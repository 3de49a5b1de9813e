use thiserror::Error;

/// Top-level error type for the cfdprep kernel and pipeline.
#[derive(Debug, Error)]
pub enum CfdPrepError {
    #[error(transparent)]
    Geometry(#[from] GeometryError),

    #[error(transparent)]
    Topology(#[from] TopologyError),

    #[error(transparent)]
    Operation(#[from] OperationError),

    #[error(transparent)]
    Tessellation(#[from] TessellationError),

    #[error(transparent)]
    Import(#[from] ImportError),

    #[error(transparent)]
    Lid(#[from] LidError),

    #[error(transparent)]
    Pipeline(#[from] PipelineError),
}

/// Errors related to geometric computations.
#[derive(Debug, Error)]
pub enum GeometryError {
    #[error("parameter {parameter} = {value} is out of range [{min}, {max}]")]
    ParameterOutOfRange {
        parameter: &'static str,
        value: f64,
        min: f64,
        max: f64,
    },

    #[error("degenerate geometry: {0}")]
    Degenerate(String),

    #[error("zero-length vector")]
    ZeroVector,
}

/// Errors related to topological operations.
#[derive(Debug, Error)]
pub enum TopologyError {
    #[error("entity not found: {0}")]
    EntityNotFound(String),

    #[error("wire is not closed")]
    WireNotClosed,

    #[error("invalid topology: {0}")]
    InvalidTopology(String),
}

/// Errors related to CAD operations.
#[derive(Debug, Error)]
pub enum OperationError {
    #[error("invalid input: {0}")]
    InvalidInput(String),

    #[error("operation failed: {0}")]
    Failed(String),

    /// A boolean operation left no material behind.
    #[error("boolean operation produced an empty result")]
    EmptyResult,
}

/// Errors related to tessellation.
#[derive(Debug, Error)]
pub enum TessellationError {
    #[error("invalid tessellation parameters: {0}")]
    InvalidParameters(String),

    #[error("tessellation failed: {0}")]
    Failed(String),
}

/// Errors raised while importing a STEP exchange file.
///
/// An import either yields exactly one root solid or one of these errors;
/// nothing is left behind in the topology store on failure.
#[derive(Debug, Error)]
pub enum ImportError {
    /// I/O error while reading the file.
    #[error("I/O error: {0}")]
    Io(#[from] std::io::Error),

    /// Unexpected character or malformed token.
    #[error("lexer error at line {line}, column {col}: {message}")]
    Lexer {
        line: usize,
        col: usize,
        message: String,
    },

    /// Unexpected token or malformed entity structure.
    #[error("parser error{}: {message}", .entity_id.map(|id| format!(" at entity #{id}")).unwrap_or_default())]
    Parser {
        entity_id: Option<u64>,
        message: String,
    },

    #[error("missing entity reference: #{0}")]
    MissingEntity(u64),

    #[error("unsupported entity type: {0}")]
    UnsupportedEntity(String),

    #[error("type mismatch: expected {expected}, got {actual}")]
    TypeMismatch { expected: String, actual: String },

    #[error("invalid geometry: {0}")]
    InvalidGeometry(String),

    #[error("invalid topology: {0}")]
    InvalidTopology(String),

    /// The file contains no solid body.
    #[error("no solids found in STEP data")]
    NoSolids,

    /// The input is empty.
    #[error("empty STEP input")]
    Empty,
}

impl ImportError {
    /// Creates a lexer error.
    pub fn lexer(line: usize, col: usize, message: impl Into<String>) -> Self {
        Self::Lexer {
            line,
            col,
            message: message.into(),
        }
    }

    /// Creates a parser error.
    pub fn parser(entity_id: Option<u64>, message: impl Into<String>) -> Self {
        Self::Parser {
            entity_id,
            message: message.into(),
        }
    }

    /// Creates a type mismatch error.
    pub fn type_mismatch(expected: impl Into<String>, actual: impl Into<String>) -> Self {
        Self::TypeMismatch {
            expected: expected.into(),
            actual: actual.into(),
        }
    }
}

/// Per-face failures of lid synthesis.
///
/// These never abort sibling faces; they are collected and handed back to
/// the caller alongside the lids that did succeed.
#[derive(Debug, Clone, Error, PartialEq)]
pub enum LidError {
    /// The face has no usable boundary (missing, empty or open outer wire).
    #[error("degenerate face: {0}")]
    DegenerateFace(String),

    /// The boundary points do not define a plane (near-collinear).
    #[error("plane fit failed: {0}")]
    PlaneFit(String),

    /// The projected boundary does not close within tolerance.
    #[error("projected wire has a gap of {gap:e}, tolerance is {tolerance:e}")]
    Projection { gap: f64, tolerance: f64 },

    /// The projected boundary self-intersects or encloses no area.
    #[error("invalid wire: {0}")]
    InvalidWire(String),

    /// Any other kernel failure while building the lid.
    #[error("kernel failure: {0}")]
    Kernel(String),
}

impl From<CfdPrepError> for LidError {
    fn from(err: CfdPrepError) -> Self {
        match err {
            CfdPrepError::Lid(lid) => lid,
            other => Self::Kernel(other.to_string()),
        }
    }
}

impl From<TopologyError> for LidError {
    fn from(err: TopologyError) -> Self {
        Self::Kernel(err.to_string())
    }
}

/// Pipeline-level failures. Each of these aborts the current run.
#[derive(Debug, Error)]
pub enum PipelineError {
    #[error("import failed: {0}")]
    Import(#[from] ImportError),

    /// Nothing was selected, so there is nothing to close.
    #[error("no faces selected")]
    NoSelection,

    /// Faces were selected but every lid failed to build.
    #[error("all {failed} selected faces failed lid synthesis")]
    NoLids { failed: usize },

    /// The lids do not overlap the solid: the selection encloses nothing.
    #[error("lids enclose no volume (contact volume {contact_volume:e})")]
    EmptyVolume { contact_volume: f64 },

    /// A pipeline step was invoked out of order.
    #[error("invalid pipeline stage: expected {expected}, currently {actual}")]
    InvalidStage {
        expected: &'static str,
        actual: &'static str,
    },

    /// The face does not belong to the imported root solid.
    #[error("face does not belong to the imported solid")]
    ForeignFace,

    #[error("kernel failure: {0}")]
    Kernel(Box<CfdPrepError>),
}

impl From<CfdPrepError> for PipelineError {
    fn from(err: CfdPrepError) -> Self {
        match err {
            CfdPrepError::Pipeline(pipeline) => pipeline,
            CfdPrepError::Import(import) => Self::Import(import),
            other => Self::Kernel(Box::new(other)),
        }
    }
}

impl From<TopologyError> for PipelineError {
    fn from(err: TopologyError) -> Self {
        Self::Kernel(Box::new(err.into()))
    }
}

impl From<OperationError> for PipelineError {
    fn from(err: OperationError) -> Self {
        Self::Kernel(Box::new(err.into()))
    }
}

/// Convenience type alias for results using [`CfdPrepError`].
pub type Result<T> = std::result::Result<T, CfdPrepError>;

□ □ □

WORK TO BE COMPLETED
For this exercise, restate each of the entries without any deviation.

TASK OUTPUT
repository 3de49a5b1de9813e
use thiserror::Error;

/// Top-level error type for the cfdprep kernel and pipeline.
#[derive(Debug, Error)]
pub enum CfdPrepError {
    #[error(transparent)]
    Geometry(#[from] GeometryError),

    #[error(transparent)]
    Topology(#[from] TopologyError),

    #[error(transparent)]
    Operation(#[from] OperationError),

    #[error(transparent)]
    Tessellation(#[from] TessellationError),

    #[error(transparent)]
    Import(#[from] ImportError),

    #[error(transparent)]
    Lid(#[from] LidError),

    #[error(transparent)]
    Pipeline(#[from] PipelineError),
}

/// Errors related to geometric computations.
#[derive(Debug, Error)]
pub enum GeometryError {
    #[error("parameter {parameter} = {value} is out of range [{min}, {max}]")]
    ParameterOutOfRange {
        parameter: &'static str,
        value: f64,
        min: f64,
        max: f64,
    },

    #[error("degenerate geometry: {0}")]
    Degenerate(String),

    #[error("zero-length vector")]
    ZeroVector,
}

/// Errors related to topological operations.
#[derive(Debug, Error)]
pub enum TopologyError {
    #[error("entity not found: {0}")]
    EntityNotFound(String),

    #[error("wire is not closed")]
    WireNotClosed,

    #[error("invalid topology: {0}")]
    InvalidTopology(String),
}

/// Errors related to CAD operations.
#[derive(Debug, Error)]
pub enum OperationError {
    #[error("invalid input: {0}")]
    InvalidInput(String),

    #[error("operation failed: {0}")]
    Failed(String),

    /// A boolean operation left no material behind.
    #[error("boolean operation produced an empty result")]
    EmptyResult,
}

/// Errors related to tessellation.
#[derive(Debug, Error)]
pub enum TessellationError {
    #[error("invalid tessellation parameters: {0}")]
    InvalidParameters(String),

    #[error("tessellation failed: {0}")]
    Failed(String),
}

/// Errors raised while importing a STEP exchange file.
///
/// An import either yields exactly one root solid or one of these errors;
/// nothing is left behind in the topology store on failure.
#[derive(Debug, Error)]
pub enum ImportError {
    /// I/O error while reading the file.
    #[error("I/O error: {0}")]
    Io(#[from] std::io::Error),

    /// Unexpected character or malformed token.
    #[error("lexer error at line {line}, column {col}: {message}")]
    Lexer {
        line: usize,
        col: usize,
        message: String,
    },

    /// Unexpected token or malformed entity structure.
    #[error("parser error{}: {message}", .entity_id.map(|id| format!(" at entity #{id}")).unwrap_or_default())]
    Parser {
        entity_id: Option<u64>,
        message: String,
    },

    #[error("missing entity reference: #{0}")]
    MissingEntity(u64),

    #[error("unsupported entity type: {0}")]
    UnsupportedEntity(String),

    #[error("type mismatch: expected {expected}, got {actual}")]
    TypeMismatch { expected: String, actual: String },

    #[error("invalid geometry: {0}")]
    InvalidGeometry(String),

    #[error("invalid topology: {0}")]
    InvalidTopology(String),

    /// The file contains no solid body.
    #[error("no solids found in STEP data")]
    NoSolids,

    /// The input is empty.
    #[error("empty STEP input")]
    Empty,
}

impl ImportError {
    /// Creates a lexer error.
    pub fn lexer(line: usize, col: usize, message: impl Into<String>) -> Self {
        Self::Lexer {
            line,
            col,
            message: message.into(),
        }
    }

    /// Creates a parser error.
    pub fn parser(entity_id: Option<u64>, message: impl Into<String>) -> Self {
        Self::Parser {
            entity_id,
            message: message.into(),
        }
    }

    /// Creates a type mismatch error.
    pub fn type_mismatch(expected: impl Into<String>, actual: impl Into<String>) -> Self {
        Self::TypeMismatch {
            expected: expected.into(),
            actual: actual.into(),
        }
    }
}

/// Per-face failures of lid synthesis.
///
/// These never abort sibling faces; they are collected and handed back to
/// the caller alongside the lids that did succeed.
#[derive(Debug, Clone, Error, PartialEq)]
pub enum LidError {
    /// The face has no usable boundary (missing, empty or open outer wire).
    #[error("degenerate face: {0}")]
    DegenerateFace(String),

    /// The boundary points do not define a plane (near-collinear).
    #[error("plane fit failed: {0}")]
    PlaneFit(String),

    /// The projected boundary does not close within tolerance.
    #[error("projected wire has a gap of {gap:e}, tolerance is {tolerance:e}")]
    Projection { gap: f64, tolerance: f64 },

    /// The projected boundary self-intersects or encloses no area.
    #[error("invalid wire: {0}")]
    InvalidWire(String),

    /// Any other kernel failure while building the lid.
    #[error("kernel failure: {0}")]
    Kernel(String),
}

impl From<CfdPrepError> for LidError {
    fn from(err: CfdPrepError) -> Self {
        match err {
            CfdPrepError::Lid(lid) => lid,
            other => Self::Kernel(other.to_string()),
        }
    }
}

impl From<TopologyError> for LidError {
    fn from(err: TopologyError) -> Self {
        Self::Kernel(err.to_string())
    }
}

/// Pipeline-level failures. Each of these aborts the current run.
#[derive(Debug, Error)]
pub enum PipelineError {
    #[error("import failed: {0}")]
    Import(#[from] ImportError),

    /// Nothing was selected, so there is nothing to close.
    #[error("no faces selected")]
    NoSelection,

    /// Faces were selected but every lid failed to build.
    #[error("all {failed} selected faces failed lid synthesis")]
    NoLids { failed: usize },

    /// The lids do not overlap the solid: the selection encloses nothing.
    #[error("lids enclose no volume (contact volume {contact_volume:e})")]
    EmptyVolume { contact_volume: f64 },

    /// A pipeline step was invoked out of order.
    #[error("invalid pipeline stage: expected {expected}, currently {actual}")]
    InvalidStage {
        expected: &'static str,
        actual: &'static str,
    },

    /// The face does not belong to the imported root solid.
    #[error("face does not belong to the imported solid")]
    ForeignFace,

    #[error("kernel failure: {0}")]
    Kernel(Box<CfdPrepError>),
}

impl From<CfdPrepError> for PipelineError {
    fn from(err: CfdPrepError) -> Self {
        match err {
            CfdPrepError::Pipeline(pipeline) => pipeline,
            CfdPrepError::Import(import) => Self::Import(import),
            other => Self::Kernel(Box::new(other)),
        }
    }
}

impl From<TopologyError> for PipelineError {
    fn from(err: TopologyError) -> Self {
        Self::Kernel(Box::new(err.into()))
    }
}

impl From<OperationError> for PipelineError {
    fn from(err: OperationError) -> Self {
        Self::Kernel(Box::new(err.into()))
    }
}

/// Convenience type alias for results using [`CfdPrepError`].
pub type Result<T> = std::result::Result<T, CfdPrepError>;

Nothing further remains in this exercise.